Back Propagation Networks

Note that:

1. The output of a neuron in a layer goes to all neurons in the following layer. 2. Each neuron has its own input weights. 3. The weights for the input layer are assumed to be 1 for each input. In other words, input values are not changed. 4. The output of the NN is reached by applying input values to the input layer, passing the output of each neuron to the following layer as input. 5. The Back Propagation NN must have at least an input layer and an output layer. It could have zero or more hidden layers.

Suggested Network for Solving XOR Problem

Principles of training

Practical considerations in implementing the BP Algorithm

Pattern or Batch mode training: In pattern mode, present a single pattern, compute error gradient, then change the network wights accordingly. In batch mode, collect the values of error gradients, over an entire epoch, the change the weights according to the single resultant gradient vector.

Pattern mode training is easier to implement. In this mode, input patterns are shuffled from one epoch to the next, thereby avoid oscillation in weight values and also improves the speed of convergence of algorithm. These two modes are equivalent if the learning rate is kept small.

When to stop training: various criteria-\When absolute value of squared error averaged over one epoch, falls below pre-defined threshold value.

By computing the absolute rate of change of the mean squared error per epoch.

By checking the value of error gradient, as it shrinks toward zero, wen one approaches a local or global minimum.

By checking the generalization ability of the network.

Use a bipolar signal function. It can cause a significant speed up in the network convergence.

Weight initialization: From some small random values within some interval [-Є, Є].

same values for all weights may lead to 'network paralysis', where the network learns nothing.
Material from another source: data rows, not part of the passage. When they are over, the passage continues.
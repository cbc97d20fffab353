/// Team endpoints
///
/// Team management is admin-only; any signed-in user may view a team page and
/// their own team.
///
/// # Endpoints
///
/// - `GET  /teams` - All teams (admin)
/// - `GET|POST /teams/create` - Create a team with initial members (admin)
/// - `GET  /teams/my_team` - The signed-in user's team
/// - `GET  /teams/:id` - Team with members and users available to add
/// - `POST /teams/:id/add_team_member` - Add or re-role a member (admin)
/// - `POST /teams/:id/delete_team_member` - Remove a member (admin)
/// - `POST /teams/:id/delete` - Delete the team (admin)
/// - `POST /teams/:id/rename` - Rename the team (admin)

use crate::{
    app::AppState,
    error::{ApiError, ApiResult},
    middleware::session::{AdminUser, CurrentUser},
    routes::forms::{parse_id, FormFields, ValidForm},
};
use axum::{
    extract::{Path, State},
    response::Redirect,
    Json,
};
use serde::{Deserialize, Serialize};
use std::collections::HashSet;
use teamdesk_shared::models::{
    team::{Team, TeamMember, TeamRole},
    user::User,
};
use tracing::info;
use validator::Validate;

/// Longest accepted team name
pub const TEAM_NAME_MAX: usize = 100;

#[derive(Debug, Serialize)]
pub struct TeamList {
    pub teams: Vec<Team>,
}

#[derive(Debug, Serialize)]
pub struct CreateTeamPage {
    pub users: Vec<User>,
}

/// Team page model
#[derive(Debug, Serialize)]
pub struct TeamPage {
    pub team: Team,
    pub members: Vec<TeamMember>,

    /// Users not yet in the team
    pub available_users: Vec<User>,
}

#[derive(Debug, Deserialize, Validate)]
pub struct MemberForm {
    pub user_id: i64,

    /// `staff` or `manager`; defaults to `staff`
    #[serde(default)]
    pub role: Option<String>,
}

#[derive(Debug, Deserialize, Validate)]
pub struct RenameForm {
    #[validate(length(min = 1, max = 100, message = "Name must be 1-100 characters"))]
    pub name: String,
}

fn team_path(id: i64) -> String {
    format!("/teams/{}", id)
}

fn validate_team_name(name: &str) -> ApiResult<&str> {
    let name = name.trim();
    if name.is_empty() || name.chars().count() > TEAM_NAME_MAX {
        return Err(ApiError::BadRequest(format!(
            "Team name must be 1-{} characters",
            TEAM_NAME_MAX
        )));
    }
    Ok(name)
}

async fn team_page(state: &AppState, team: Team) -> ApiResult<TeamPage> {
    let members = state.teams().members(team.id).await?;
    let member_ids: HashSet<i64> = members.iter().map(|m| m.user_id).collect();

    let available_users = state
        .users()
        .list_all()
        .await?
        .into_iter()
        .filter(|user| !member_ids.contains(&user.id))
        .collect();

    Ok(TeamPage {
        team,
        members,
        available_users,
    })
}

async fn existing_team(state: &AppState, id: i64) -> ApiResult<Team> {
    state
        .teams()
        .get(id)
        .await?
        .ok_or_else(|| ApiError::NotFound(format!("Team {} not found", id)))
}

/// `GET /teams`
pub async fn list_teams(
    State(state): State<AppState>,
    AdminUser(_admin): AdminUser,
) -> ApiResult<Json<TeamList>> {
    Ok(Json(TeamList {
        teams: state.teams().list_all().await?,
    }))
}

/// `GET /teams/create`
pub async fn create_team_page(
    State(state): State<AppState>,
    AdminUser(_admin): AdminUser,
) -> ApiResult<Json<CreateTeamPage>> {
    Ok(Json(CreateTeamPage {
        users: state.users().list_all().await?,
    }))
}

/// `POST /teams/create`
///
/// Form: `name`, repeated `members` user ids. Members join as staff.
pub async fn create_team(
    State(state): State<AppState>,
    AdminUser(admin): AdminUser,
    form: FormFields,
) -> ApiResult<Redirect> {
    let name = validate_team_name(form.require("name")?)?;
    let members = form.ids("members")?;

    let team = state.teams().create_team(name, &members).await?;

    info!(team_id = team.id, admin_id = admin.id, "Team created via form");
    Ok(Redirect::to(&team_path(team.id)))
}

/// `GET /teams/my_team`
///
/// # Errors
///
/// - 404 when the user belongs to no team
pub async fn my_team(
    State(state): State<AppState>,
    CurrentUser(user): CurrentUser,
) -> ApiResult<Json<TeamPage>> {
    let team = state
        .teams()
        .team_for_user(user.id)
        .await?
        .ok_or_else(|| ApiError::NotFound("You are not a member of any team".to_string()))?;

    Ok(Json(team_page(&state, team).await?))
}

/// `GET /teams/:id`
pub async fn team_detail(
    State(state): State<AppState>,
    CurrentUser(_user): CurrentUser,
    Path(id): Path<i64>,
) -> ApiResult<Json<TeamPage>> {
    let team = existing_team(&state, id).await?;
    Ok(Json(team_page(&state, team).await?))
}

/// `POST /teams/:id/add_team_member`
pub async fn add_member(
    State(state): State<AppState>,
    AdminUser(_admin): AdminUser,
    Path(id): Path<i64>,
    ValidForm(form): ValidForm<MemberForm>,
) -> ApiResult<Redirect> {
    let role = match form.role.as_deref().map(str::trim).filter(|r| !r.is_empty()) {
        Some(role) => role
            .parse::<TeamRole>()
            .map_err(|e| ApiError::BadRequest(e.to_string()))?,
        None => TeamRole::default(),
    };

    state.teams().add_member(id, form.user_id, role).await?;
    Ok(Redirect::to(&team_path(id)))
}

/// `POST /teams/:id/delete_team_member`
pub async fn remove_member(
    State(state): State<AppState>,
    AdminUser(_admin): AdminUser,
    Path(id): Path<i64>,
    form: FormFields,
) -> ApiResult<Redirect> {
    let user_id = parse_id("user_id", form.require("user_id")?)?;

    if !state.teams().remove_member(id, user_id).await? {
        return Err(ApiError::NotFound(format!(
            "User {} is not a member of team {}",
            user_id, id
        )));
    }

    info!(team_id = id, user_id, "Team member removed");
    Ok(Redirect::to(&team_path(id)))
}

/// `POST /teams/:id/delete`
pub async fn delete_team(
    State(state): State<AppState>,
    AdminUser(admin): AdminUser,
    Path(id): Path<i64>,
) -> ApiResult<Redirect> {
    if !state.teams().delete_team(id).await? {
        return Err(ApiError::NotFound(format!("Team {} not found", id)));
    }

    info!(team_id = id, admin_id = admin.id, "Team deleted via form");
    Ok(Redirect::to("/teams"))
}

/// `POST /teams/:id/rename`
pub async fn rename_team(
    State(state): State<AppState>,
    AdminUser(_admin): AdminUser,
    Path(id): Path<i64>,
    ValidForm(form): ValidForm<RenameForm>,
) -> ApiResult<Redirect> {
    let name = validate_team_name(&form.name)?;
    state.teams().rename(id, name).await?;

    Ok(Redirect::to(&team_path(id)))
}

#[cfg(test)]
mod tests {
    use super::*;

    #[test]
    fn test_validate_team_name() {
        assert_eq!(validate_team_name("  Core  ").unwrap(), "Core");
        assert!(validate_team_name("   ").is_err());
        assert!(validate_team_name(&"x".repeat(101)).is_err());
        assert!(validate_team_name(&"x".repeat(100)).is_ok());
    }

    #[test]
    fn test_rename_form_limits() {
        assert!(RenameForm { name: "x".repeat(100) }.validate().is_ok());
        assert!(RenameForm { name: "x".repeat(101) }.validate().is_err());
    }
}
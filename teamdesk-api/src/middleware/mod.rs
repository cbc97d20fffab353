/// Middleware and request extractors for the API server
///
/// - `security`: security response headers
/// - `session`: cookie session extractors and cookie helpers

pub mod security;
pub mod session;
Very small range may lead to slow learning in the initial stages.

Incorrect choice of weights may lead to 'network saturation' where weight changes are negligible over consecutive epochs.

Adjust learning rate: small value of learning rate -> convergence guaranteed -> but long training

time Selection of network architecture (no. of layers and no. of neurons per hidden layers): affects generalization and approximation ability of the network.

Network with single hidden layer can approximate any continuous function, but more hidden layers are required for higher accuracy.

The no. of nodes should be large enough to form a decision region as complex as required by the problem.